The band was formed in March 2001 by Andrew Neufeld and Jeremy Hiebert, who were members of the band Figure Four, joined by their friends Scott Wade and Kyle Profeta, originally intended only to be a side project. The band's name, originally The Comeback Kid, comes from a headline in a newspaper about hockey player Mario Lemieux coming back to the National Hockey League. The band released a six-song demo in January 2002, and in August 2002, was signed to Facedown Records.

Upon releasing Turn It Around on Facedown Records in 2003, Comeback Kid began touring full-time, covering most of North America as well as Europe. They also appeared on many high-profile hardcore punk festivals like Hellfest and Posi Numbers festival. Following the touring for Turn it Around, Comeback Kid entered the Blasting Room in Fort Collins, Colorado to begin recording their second album.

In February 2005, Comeback Kid released Wake the Dead, their first for Victory Records. After some long tours, vocalist Scott Wade left the band. Neufeld became the band's vocalist, and they began recording their third album, Broadcasting.... The release of Broadcasting... was followed by more steady touring, culminating with a summer long tour supporting Rise Against in North America, and their first appearance on the "Never Say Die" tour in Europe with Parkway Drive. By the end of 2007, the band was to take a short hiatus. At this time, bass player Kevin Call left the band on good terms, issuing a statement regarding leaving Comeback Kid.

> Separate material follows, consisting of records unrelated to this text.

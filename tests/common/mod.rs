#![allow(dead_code)]

use serde_json::Value;

pub use dagrun_test_utils::builders::{GraphBuilder, JsonRegistry, TestContext, diamond};
pub use dagrun_test_utils::recorder::DispatchLog;
pub use dagrun_test_utils::{init_tracing, with_timeout};

/// Flatten nested JSON arrays into their string leaves, sorted.
pub fn sorted_leaves(value: &Value) -> Vec<String> {
    fn walk(value: &Value, out: &mut Vec<String>) {
        match value {
            Value::Array(items) => items.iter().for_each(|v| walk(v, out)),
            Value::String(s) => out.push(s.clone()),
            other => out.push(other.to_string()),
        }
    }

    let mut out = Vec::new();
    walk(value, &mut out);
    out.sort();
    out
}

Call was replaced with Matt Keil, who had played in Minneapolis-area bands with Hjelmberg. Two more years of touring followed, with the band visiting South East Asia and Latin America for the first time.

In 2008, a CD/DVD was released called Through The Noise, which is a line from the song "Industry Standards" on Broadcasting.... The DVD is a documentary of the first six years of Comeback Kid. The CD is a live recording of a show in Leipzig, Germany, filmed in fall 2007. A release tour in Canada followed, named the "Through the Noise Tour." It featured Bane, Misery Signals, Shai Hulud, Grave Maker, and Outbreak. While on this tour, Gravemaker suffered a van accident with Neufeld in the vehicle, which inspired the song "G.M. Vincent and I" on 2010's Symptoms and Cures.

After two years of international touring, the band spent much of 2010 writing and recording their fourth studio album, Symptoms and Cures, which was released in Canada by Distort Entertainment and internationally by Victory Records. Two more installments of the "Through the Noise" tour followed in North America and Europe.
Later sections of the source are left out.